An increase in the rate of serious delinquency last month on first mortgages was eclipsed by a surge in past-due payments on second mortgages.
On all types of consumer credit — including mortgages, bank credit cards and auto loans —
90-day delinquency was 0.94 percent in October.
Performance deteriorated from the prior month, when the rate was 0.89 percent, but improved from a year prior, when the rate was 1.06 percent.
Those were some of the findings from the
S&P Dow Jones Indices and Experian for the S&P/Experian Consumer Credit Default Indices released Tuesday.
The indices reflect no adjustment for seasonality.

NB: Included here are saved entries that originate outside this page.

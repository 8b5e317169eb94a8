//! Resolution requests
//!
//! A [`Dependency`] is what is asked for plus the path of injections that
//! led to the request. The path is never mutated: every step creates a new
//! dependency sharing nothing but the values it copies.

use std::fmt;
use std::sync::Arc;

use itertools::Itertools;

use super::instance::Instance;
use super::name::Name;
use super::permanence::ScopePermanence;
use super::target::Locator;
use crate::constants::PATH_SEPARATOR;
use crate::error::{Error, Result};
use crate::lang::{Class, Type};

/// One step of an injection path
#[derive(Clone, PartialEq, Eq, Hash)]
pub struct Injection {
    /// The instance that was requested
    pub dependency: Instance,
    /// The binding that served the request
    pub target: Locator,
    /// Permanence of the binding's scope
    pub permanence: ScopePermanence,
}

impl Injection {
    pub fn new(dependency: Instance, target: Locator, permanence: ScopePermanence) -> Self {
        Self {
            dependency,
            target,
            permanence,
        }
    }

    /// Structural equality of instance and locator; permanence is ignored
    pub fn equal_to(&self, other: &Injection) -> bool {
        self.dependency == other.dependency && self.target == other.target
    }

    fn ignored_scoping(&self) -> Self {
        Self {
            permanence: self.permanence.ignored(),
            ..self.clone()
        }
    }
}

impl fmt::Display for Injection {
    fn fmt(&self, f: &mut fmt::Formatter<'_>) -> fmt::Result {
        write!(f, "{}", self.target)
    }
}

impl fmt::Debug for Injection {
    fn fmt(&self, f: &mut fmt::Formatter<'_>) -> fmt::Result {
        write!(f, "Injection({} -> {} {})", self.dependency, self.target, self.permanence)
    }
}

/// A request for an instance together with its injection path
#[derive(Clone, PartialEq, Eq, Hash)]
pub struct Dependency {
    instance: Instance,
    hierarchy: Arc<[Injection]>,
}

impl Dependency {
    /// The unnamed instance of `ty`, untargeted
    pub fn of_type(ty: Type) -> Self {
        Self::of_instance(Instance::default_instance_of(ty))
    }

    /// The unnamed instance of `class`, untargeted
    pub fn of_class(class: &Class) -> Self {
        Self::of_type(Type::raw(class))
    }

    pub fn of_instance(instance: Instance) -> Self {
        Self {
            instance,
            hierarchy: Arc::from(Vec::new()),
        }
    }

    pub fn instance(&self) -> &Instance {
        &self.instance
    }

    pub fn ty(&self) -> &Type {
        &self.instance.ty
    }

    pub fn name(&self) -> &Name {
        &self.instance.name
    }

    /// Same path, different type
    pub fn typed(&self, ty: Type) -> Self {
        self.instanced(self.instance.typed(ty))
    }

    /// Same path, different name
    pub fn named<N: Into<Name>>(&self, name: N) -> Self {
        self.instanced(self.instance.with_name(name.into()))
    }

    /// Same path, different instance
    pub fn instanced(&self, instance: Instance) -> Self {
        Self {
            instance,
            hierarchy: Arc::clone(&self.hierarchy),
        }
    }

    /// Same instance, empty path
    pub fn untargeted(&self) -> Self {
        Self::of_instance(self.instance.clone())
    }

    /// Same instance and path with every stability check disabled
    pub fn ignored_scoping(&self) -> Self {
        if self.hierarchy.is_empty() {
            return self.clone();
        }
        Self {
            instance: self.instance.clone(),
            hierarchy: self.hierarchy.iter().map(Injection::ignored_scoping).collect(),
        }
    }

    /// Requests the first type argument instead
    pub fn on_type_parameter(&self) -> Result<Self> {
        Ok(self.typed(self.ty().parameter(0)?))
    }

    pub fn is_untargeted(&self) -> bool {
        self.hierarchy.is_empty()
    }

    /// The instance injected into `level` steps up; [`Instance::any`] beyond the path
    pub fn target(&self, level: usize) -> Instance {
        self.hierarchy
            .len()
            .checked_sub(level + 1)
            .and_then(|index| self.hierarchy.get(index))
            .map_or_else(Instance::any, |injection| injection.target.instance.clone())
    }

    pub fn injection_depth(&self) -> usize {
        self.hierarchy.len()
    }

    /// Path steps, outermost first
    pub fn iter(&self) -> std::slice::Iter<'_, Injection> {
        self.hierarchy.iter()
    }

    /// Extends the path by one step
    ///
    /// Fails with [`Error::DependencyCycle`] when the step already occurs on
    /// the path and with [`Error::UnstableDependency`] when `permanence` is
    /// not consistent in the permanence of every step on the path.
    pub fn injecting_into(&self, target: Locator, permanence: ScopePermanence) -> Result<Self> {
        let injection = Injection::new(self.instance.clone(), target, permanence);
        if !self.hierarchy.is_empty() {
            self.ensure_no_dependency_cycle(&injection)?;
            self.ensure_stable_scope_nesting(&injection)?;
        }
        let mut hierarchy = self.hierarchy.to_vec();
        hierarchy.push(injection);
        Ok(Self {
            instance: self.instance.clone(),
            hierarchy: Arc::from(hierarchy),
        })
    }

    /// Steps into `instance` without a binding and without stability checks
    pub fn injecting_into_instance(&self, instance: Instance) -> Result<Self> {
        self.injecting_into(Locator::untargeted(instance), ScopePermanence::ignore())
    }

    /// Drops the innermost step
    pub fn uninject(&self) -> Self {
        if self.hierarchy.len() <= 1 {
            return self.untargeted();
        }
        Self {
            instance: self.instance.clone(),
            hierarchy: Arc::from(&self.hierarchy[..self.hierarchy.len() - 1]),
        }
    }

    fn ensure_no_dependency_cycle(&self, injection: &Injection) -> Result<()> {
        if self.hierarchy.iter().any(|e| e.equal_to(injection)) {
            return Err(Error::DependencyCycle {
                path: format!("{self}{PATH_SEPARATOR}{}", injection.target),
            });
        }
        Ok(())
    }

    fn ensure_stable_scope_nesting(&self, injection: &Injection) -> Result<()> {
        match self
            .hierarchy
            .iter()
            .find(|e| !injection.permanence.is_consistent_in(&e.permanence))
        {
            Some(unstable) => Err(Error::UnstableDependency {
                injected: injection.target.to_string(),
                injected_scope: injection.permanence.scope().to_string(),
                parent: unstable.target.to_string(),
                parent_scope: unstable.permanence.scope().to_string(),
            }),
            None => Ok(()),
        }
    }

    /// Refuses to hand out an indirect-only binding to a caller that does
    /// not reach it through an interface
    pub fn ensure_no_illegal_direct_access_of(&self, locator: &Locator) -> Result<()> {
        if !locator.target.indirect {
            return Ok(());
        }
        let required = self.ty();
        if required.raw_class().is_interface() {
            return Ok(());
        }
        for level in 0..self.injection_depth() {
            let parent = self.target(level);
            if !required.is_assignable_to(&parent.ty) {
                break;
            }
            if parent.ty.raw_class().is_interface() {
                return Ok(());
            }
        }
        Err(Error::IllegalAccess {
            locator: locator.to_string(),
            dependency: self.to_string(),
        })
    }
}

impl<'a> IntoIterator for &'a Dependency {
    type Item = &'a Injection;
    type IntoIter = std::slice::Iter<'a, Injection>;

    fn into_iter(self) -> Self::IntoIter {
        self.iter()
    }
}

impl fmt::Display for Dependency {
    fn fmt(&self, f: &mut fmt::Formatter<'_>) -> fmt::Result {
        write!(f, "{}", self.instance)?;
        if !self.hierarchy.is_empty() {
            write!(
                f,
                "{PATH_SEPARATOR}{}",
                self.hierarchy.iter().rev().join(PATH_SEPARATOR)
            )?;
        }
        Ok(())
    }
}

impl fmt::Debug for Dependency {
    fn fmt(&self, f: &mut fmt::Formatter<'_>) -> fmt::Result {
        write!(f, "Dependency({self})")
    }
}

impl From<Type> for Dependency {
    fn from(ty: Type) -> Self {
        Self::of_type(ty)
    }
}

impl From<Instance> for Dependency {
    fn from(instance: Instance) -> Self {
        Self::of_instance(instance)
    }
}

Miami had the biggest increase in 90-day delinquency of the five-largest metropolitan statistical areas last month: 22 basis points. That left Miami’s 90-day rate at 1.29 percent — the highest among the five MSAs.
A two-basis-point drop in Los Angeles left the rate there as of Oct. 31 at 0.72 percent — the lowest of the five MSAs.
On just first mortgages, the U.S. 90-day rate finished last month at 0.81 percent, the report indicated.
Serious delinquency on first mortgages climbed five BPS from September.
But, as was the case with the Composite Index, first-mortgage delinquency declined from October 2014, when the rate was 0.96 percent.
The 90-day rate on second mortgages was 0.56 percent as of Oct. 31, 2015.
Serious second-mortgage delinquency surged nine BPS both from a month earlier and a year earlier.